=== Section Start ===

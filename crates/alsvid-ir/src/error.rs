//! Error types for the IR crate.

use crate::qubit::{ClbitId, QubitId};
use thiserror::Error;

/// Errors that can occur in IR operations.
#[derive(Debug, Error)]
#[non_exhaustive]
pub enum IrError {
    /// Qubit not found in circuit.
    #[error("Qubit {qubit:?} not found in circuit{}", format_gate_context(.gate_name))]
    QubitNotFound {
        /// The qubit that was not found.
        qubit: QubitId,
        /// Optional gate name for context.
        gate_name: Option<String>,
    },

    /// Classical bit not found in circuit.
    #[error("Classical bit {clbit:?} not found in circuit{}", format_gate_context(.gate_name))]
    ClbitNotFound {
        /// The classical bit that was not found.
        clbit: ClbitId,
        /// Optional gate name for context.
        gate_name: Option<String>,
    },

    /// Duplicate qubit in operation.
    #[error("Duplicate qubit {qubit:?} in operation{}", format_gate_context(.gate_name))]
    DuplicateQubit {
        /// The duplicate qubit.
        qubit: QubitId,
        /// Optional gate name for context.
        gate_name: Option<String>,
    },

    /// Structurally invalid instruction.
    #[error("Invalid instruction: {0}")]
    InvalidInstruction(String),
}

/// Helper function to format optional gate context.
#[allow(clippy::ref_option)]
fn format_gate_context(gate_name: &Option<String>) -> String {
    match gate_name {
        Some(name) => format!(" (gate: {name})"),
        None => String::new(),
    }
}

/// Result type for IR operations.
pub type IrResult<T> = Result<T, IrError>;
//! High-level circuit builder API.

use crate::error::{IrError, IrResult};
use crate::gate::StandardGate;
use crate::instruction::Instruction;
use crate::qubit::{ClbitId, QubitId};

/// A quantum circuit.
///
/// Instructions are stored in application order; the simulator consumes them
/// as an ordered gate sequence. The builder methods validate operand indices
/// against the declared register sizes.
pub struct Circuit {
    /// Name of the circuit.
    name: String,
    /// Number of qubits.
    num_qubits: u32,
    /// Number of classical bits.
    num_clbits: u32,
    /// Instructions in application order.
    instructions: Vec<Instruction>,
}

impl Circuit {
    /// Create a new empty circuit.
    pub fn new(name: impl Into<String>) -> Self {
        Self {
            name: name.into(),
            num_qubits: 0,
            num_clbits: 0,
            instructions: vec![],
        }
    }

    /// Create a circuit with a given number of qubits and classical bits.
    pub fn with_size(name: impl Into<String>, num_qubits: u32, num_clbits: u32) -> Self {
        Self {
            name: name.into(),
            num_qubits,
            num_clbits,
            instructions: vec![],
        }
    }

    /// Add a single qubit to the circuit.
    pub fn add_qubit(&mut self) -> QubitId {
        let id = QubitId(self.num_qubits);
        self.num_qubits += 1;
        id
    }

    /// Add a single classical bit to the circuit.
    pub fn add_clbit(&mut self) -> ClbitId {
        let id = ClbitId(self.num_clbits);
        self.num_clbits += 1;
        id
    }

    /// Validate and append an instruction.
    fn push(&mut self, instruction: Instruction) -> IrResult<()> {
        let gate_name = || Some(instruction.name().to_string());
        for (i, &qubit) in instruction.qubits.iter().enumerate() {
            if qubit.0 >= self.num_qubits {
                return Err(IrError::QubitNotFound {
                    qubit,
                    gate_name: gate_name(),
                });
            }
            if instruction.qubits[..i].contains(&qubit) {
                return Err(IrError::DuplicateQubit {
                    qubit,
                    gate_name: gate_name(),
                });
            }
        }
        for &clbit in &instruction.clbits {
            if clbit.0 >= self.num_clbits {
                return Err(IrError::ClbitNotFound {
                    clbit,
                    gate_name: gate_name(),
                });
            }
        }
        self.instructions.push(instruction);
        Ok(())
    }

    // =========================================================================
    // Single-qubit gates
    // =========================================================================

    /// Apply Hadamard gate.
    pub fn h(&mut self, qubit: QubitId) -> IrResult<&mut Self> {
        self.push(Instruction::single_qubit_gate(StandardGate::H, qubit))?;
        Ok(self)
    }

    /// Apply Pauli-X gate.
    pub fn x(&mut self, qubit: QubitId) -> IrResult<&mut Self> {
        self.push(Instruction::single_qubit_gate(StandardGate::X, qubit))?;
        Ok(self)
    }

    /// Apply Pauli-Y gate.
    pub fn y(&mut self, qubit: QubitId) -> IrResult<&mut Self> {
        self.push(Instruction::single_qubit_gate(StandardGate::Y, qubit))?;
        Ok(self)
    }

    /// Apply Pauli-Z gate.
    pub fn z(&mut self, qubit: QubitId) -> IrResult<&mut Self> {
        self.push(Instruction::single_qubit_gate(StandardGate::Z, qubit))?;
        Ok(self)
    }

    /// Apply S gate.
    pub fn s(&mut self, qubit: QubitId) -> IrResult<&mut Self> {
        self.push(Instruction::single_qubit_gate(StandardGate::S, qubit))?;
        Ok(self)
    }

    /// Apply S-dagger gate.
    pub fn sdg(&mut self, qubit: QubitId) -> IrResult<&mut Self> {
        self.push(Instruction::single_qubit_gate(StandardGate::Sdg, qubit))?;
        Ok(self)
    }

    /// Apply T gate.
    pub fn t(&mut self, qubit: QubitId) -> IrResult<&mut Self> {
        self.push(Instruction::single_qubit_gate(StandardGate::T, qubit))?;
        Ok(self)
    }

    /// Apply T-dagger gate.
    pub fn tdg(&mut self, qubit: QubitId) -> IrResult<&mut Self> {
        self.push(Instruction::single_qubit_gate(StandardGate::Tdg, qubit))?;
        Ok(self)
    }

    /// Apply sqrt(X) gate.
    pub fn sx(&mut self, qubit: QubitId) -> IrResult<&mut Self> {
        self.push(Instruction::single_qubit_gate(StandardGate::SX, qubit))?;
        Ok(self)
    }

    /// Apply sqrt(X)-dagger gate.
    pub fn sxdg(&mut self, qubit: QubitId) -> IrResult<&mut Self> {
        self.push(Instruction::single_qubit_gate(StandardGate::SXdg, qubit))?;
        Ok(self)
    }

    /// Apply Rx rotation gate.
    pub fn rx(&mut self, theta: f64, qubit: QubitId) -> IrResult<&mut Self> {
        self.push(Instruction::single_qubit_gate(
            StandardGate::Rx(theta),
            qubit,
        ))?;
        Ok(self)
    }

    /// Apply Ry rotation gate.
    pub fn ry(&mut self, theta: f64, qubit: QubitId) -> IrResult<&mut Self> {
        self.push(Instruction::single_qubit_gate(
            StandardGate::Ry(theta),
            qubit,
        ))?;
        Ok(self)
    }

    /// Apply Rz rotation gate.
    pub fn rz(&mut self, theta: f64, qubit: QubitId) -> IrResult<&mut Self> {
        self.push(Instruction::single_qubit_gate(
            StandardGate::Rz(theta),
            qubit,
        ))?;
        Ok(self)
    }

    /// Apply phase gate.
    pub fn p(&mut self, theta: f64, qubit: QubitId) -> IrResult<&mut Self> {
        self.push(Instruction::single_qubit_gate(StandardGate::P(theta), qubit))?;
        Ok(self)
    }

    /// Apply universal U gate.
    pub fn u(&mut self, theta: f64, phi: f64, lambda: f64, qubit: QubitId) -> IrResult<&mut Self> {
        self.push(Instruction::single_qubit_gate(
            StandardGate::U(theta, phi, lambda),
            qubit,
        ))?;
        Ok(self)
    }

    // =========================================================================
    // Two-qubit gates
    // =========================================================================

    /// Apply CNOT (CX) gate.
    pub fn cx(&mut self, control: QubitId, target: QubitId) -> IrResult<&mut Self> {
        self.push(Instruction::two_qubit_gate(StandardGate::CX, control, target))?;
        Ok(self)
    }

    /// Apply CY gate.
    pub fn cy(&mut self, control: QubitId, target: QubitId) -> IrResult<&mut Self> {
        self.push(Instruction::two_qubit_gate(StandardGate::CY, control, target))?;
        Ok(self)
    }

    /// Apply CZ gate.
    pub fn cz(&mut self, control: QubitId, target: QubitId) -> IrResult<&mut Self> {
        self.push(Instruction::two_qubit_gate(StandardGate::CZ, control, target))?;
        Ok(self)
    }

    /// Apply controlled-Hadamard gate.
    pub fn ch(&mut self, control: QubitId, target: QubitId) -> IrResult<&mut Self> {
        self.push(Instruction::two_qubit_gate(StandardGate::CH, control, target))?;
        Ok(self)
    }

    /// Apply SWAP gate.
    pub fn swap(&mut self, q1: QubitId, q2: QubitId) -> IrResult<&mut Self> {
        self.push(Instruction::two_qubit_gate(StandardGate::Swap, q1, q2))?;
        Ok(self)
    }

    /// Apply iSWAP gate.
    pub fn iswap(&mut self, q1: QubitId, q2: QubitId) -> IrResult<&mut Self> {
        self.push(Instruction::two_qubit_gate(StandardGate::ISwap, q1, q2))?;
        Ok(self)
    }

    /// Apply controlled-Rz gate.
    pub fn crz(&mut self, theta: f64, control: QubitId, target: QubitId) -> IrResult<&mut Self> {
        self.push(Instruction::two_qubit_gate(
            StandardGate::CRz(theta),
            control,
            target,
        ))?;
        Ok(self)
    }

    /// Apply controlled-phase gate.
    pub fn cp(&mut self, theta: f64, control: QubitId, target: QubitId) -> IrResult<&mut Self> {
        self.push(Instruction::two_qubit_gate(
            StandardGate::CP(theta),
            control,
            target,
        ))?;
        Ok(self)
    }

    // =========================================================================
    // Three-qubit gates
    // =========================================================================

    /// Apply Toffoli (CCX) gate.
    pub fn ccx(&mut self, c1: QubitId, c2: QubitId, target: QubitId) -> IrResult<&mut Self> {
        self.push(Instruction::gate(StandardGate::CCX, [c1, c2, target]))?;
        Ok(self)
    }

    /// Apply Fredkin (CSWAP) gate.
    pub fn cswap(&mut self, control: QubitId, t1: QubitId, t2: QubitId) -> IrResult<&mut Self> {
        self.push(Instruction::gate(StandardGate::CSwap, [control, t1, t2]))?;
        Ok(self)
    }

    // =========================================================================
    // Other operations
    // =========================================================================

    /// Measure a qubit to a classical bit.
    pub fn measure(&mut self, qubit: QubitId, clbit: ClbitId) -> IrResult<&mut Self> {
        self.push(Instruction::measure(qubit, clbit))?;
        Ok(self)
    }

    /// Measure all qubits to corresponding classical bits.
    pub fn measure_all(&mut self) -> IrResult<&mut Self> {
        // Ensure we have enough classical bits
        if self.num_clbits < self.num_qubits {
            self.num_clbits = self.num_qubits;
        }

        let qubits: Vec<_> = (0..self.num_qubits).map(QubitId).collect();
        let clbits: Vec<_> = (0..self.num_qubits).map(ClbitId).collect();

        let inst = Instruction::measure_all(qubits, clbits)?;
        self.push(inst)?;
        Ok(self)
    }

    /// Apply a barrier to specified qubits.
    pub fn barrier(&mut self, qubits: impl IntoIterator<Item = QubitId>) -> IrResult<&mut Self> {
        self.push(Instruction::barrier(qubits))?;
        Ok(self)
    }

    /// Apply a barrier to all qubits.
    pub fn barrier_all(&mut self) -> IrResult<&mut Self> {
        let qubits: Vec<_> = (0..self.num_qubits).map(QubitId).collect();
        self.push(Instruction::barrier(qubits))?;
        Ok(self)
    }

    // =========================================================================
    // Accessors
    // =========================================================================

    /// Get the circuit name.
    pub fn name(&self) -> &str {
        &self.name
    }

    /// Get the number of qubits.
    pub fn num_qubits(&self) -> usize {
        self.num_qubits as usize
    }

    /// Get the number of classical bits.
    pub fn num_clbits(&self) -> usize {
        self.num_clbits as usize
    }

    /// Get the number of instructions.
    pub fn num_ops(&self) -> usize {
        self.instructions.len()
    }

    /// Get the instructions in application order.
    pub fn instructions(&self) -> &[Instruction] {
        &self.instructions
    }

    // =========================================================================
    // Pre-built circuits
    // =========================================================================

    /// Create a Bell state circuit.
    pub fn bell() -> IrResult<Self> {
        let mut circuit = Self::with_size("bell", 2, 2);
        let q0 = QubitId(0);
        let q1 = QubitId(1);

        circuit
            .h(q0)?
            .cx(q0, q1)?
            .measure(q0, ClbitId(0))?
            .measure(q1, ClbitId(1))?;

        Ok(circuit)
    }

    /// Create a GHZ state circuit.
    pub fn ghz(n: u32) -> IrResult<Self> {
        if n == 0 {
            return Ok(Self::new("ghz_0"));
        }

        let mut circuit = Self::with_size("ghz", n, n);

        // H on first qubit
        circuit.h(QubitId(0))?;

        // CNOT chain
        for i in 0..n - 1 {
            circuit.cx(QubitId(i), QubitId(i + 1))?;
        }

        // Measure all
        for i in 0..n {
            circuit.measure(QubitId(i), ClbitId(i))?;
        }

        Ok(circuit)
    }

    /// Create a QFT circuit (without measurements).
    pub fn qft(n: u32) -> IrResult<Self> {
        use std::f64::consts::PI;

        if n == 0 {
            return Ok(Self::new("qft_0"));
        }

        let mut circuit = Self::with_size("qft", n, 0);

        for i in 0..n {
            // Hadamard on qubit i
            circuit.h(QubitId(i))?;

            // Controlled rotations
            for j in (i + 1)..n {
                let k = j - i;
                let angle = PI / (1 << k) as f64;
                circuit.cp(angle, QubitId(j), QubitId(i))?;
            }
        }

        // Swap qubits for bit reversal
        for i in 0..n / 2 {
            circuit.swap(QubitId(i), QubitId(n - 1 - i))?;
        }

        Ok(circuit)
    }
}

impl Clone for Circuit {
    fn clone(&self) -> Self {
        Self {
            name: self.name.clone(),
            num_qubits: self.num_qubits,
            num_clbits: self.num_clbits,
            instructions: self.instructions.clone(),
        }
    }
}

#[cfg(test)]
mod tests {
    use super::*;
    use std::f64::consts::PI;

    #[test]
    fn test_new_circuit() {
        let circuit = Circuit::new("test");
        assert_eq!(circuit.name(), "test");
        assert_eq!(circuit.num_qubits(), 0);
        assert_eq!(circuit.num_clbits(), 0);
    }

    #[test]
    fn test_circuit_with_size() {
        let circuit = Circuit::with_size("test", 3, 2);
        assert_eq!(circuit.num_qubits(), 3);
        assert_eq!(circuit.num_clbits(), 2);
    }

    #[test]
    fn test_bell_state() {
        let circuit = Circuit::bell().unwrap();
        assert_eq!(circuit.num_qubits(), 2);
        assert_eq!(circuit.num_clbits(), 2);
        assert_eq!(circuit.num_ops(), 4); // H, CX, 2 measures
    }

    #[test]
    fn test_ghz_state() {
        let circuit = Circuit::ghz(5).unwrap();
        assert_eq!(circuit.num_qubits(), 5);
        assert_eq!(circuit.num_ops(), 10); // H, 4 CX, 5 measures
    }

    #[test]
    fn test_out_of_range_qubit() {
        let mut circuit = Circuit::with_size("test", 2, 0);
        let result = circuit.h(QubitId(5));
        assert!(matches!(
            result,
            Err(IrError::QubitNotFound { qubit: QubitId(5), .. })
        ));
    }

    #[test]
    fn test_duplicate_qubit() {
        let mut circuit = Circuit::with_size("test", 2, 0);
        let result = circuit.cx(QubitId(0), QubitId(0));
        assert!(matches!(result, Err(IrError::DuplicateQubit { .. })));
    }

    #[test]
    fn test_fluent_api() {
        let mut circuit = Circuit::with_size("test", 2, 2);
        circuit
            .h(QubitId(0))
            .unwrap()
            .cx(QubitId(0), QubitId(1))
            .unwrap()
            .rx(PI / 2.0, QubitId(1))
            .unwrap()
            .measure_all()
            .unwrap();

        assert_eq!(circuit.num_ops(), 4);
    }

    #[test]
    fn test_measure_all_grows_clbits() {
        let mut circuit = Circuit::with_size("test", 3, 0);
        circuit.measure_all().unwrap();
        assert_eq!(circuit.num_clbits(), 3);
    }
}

=== Section End ===

Give back, verbatim, the lines from the top of the entries above through the line containing "The duplicate qubit.".

filename crates/alsvid-ir/src/error.rs
//! Error types for the IR crate.

use crate::qubit::{ClbitId, QubitId};
use thiserror::Error;

/// Errors that can occur in IR operations.
#[derive(Debug, Error)]
#[non_exhaustive]
pub enum IrError {
    /// Qubit not found in circuit.
    #[error("Qubit {qubit:?} not found in circuit{}", format_gate_context(.gate_name))]
    QubitNotFound {
        /// The qubit that was not found.
        qubit: QubitId,
        /// Optional gate name for context.
        gate_name: Option<String>,
    },

    /// Classical bit not found in circuit.
    #[error("Classical bit {clbit:?} not found in circuit{}", format_gate_context(.gate_name))]
    ClbitNotFound {
        /// The classical bit that was not found.
        clbit: ClbitId,
        /// Optional gate name for context.
        gate_name: Option<String>,
    },

    /// Duplicate qubit in operation.
    #[error("Duplicate qubit {qubit:?} in operation{}", format_gate_context(.gate_name))]
    DuplicateQubit {
        /// The duplicate qubit.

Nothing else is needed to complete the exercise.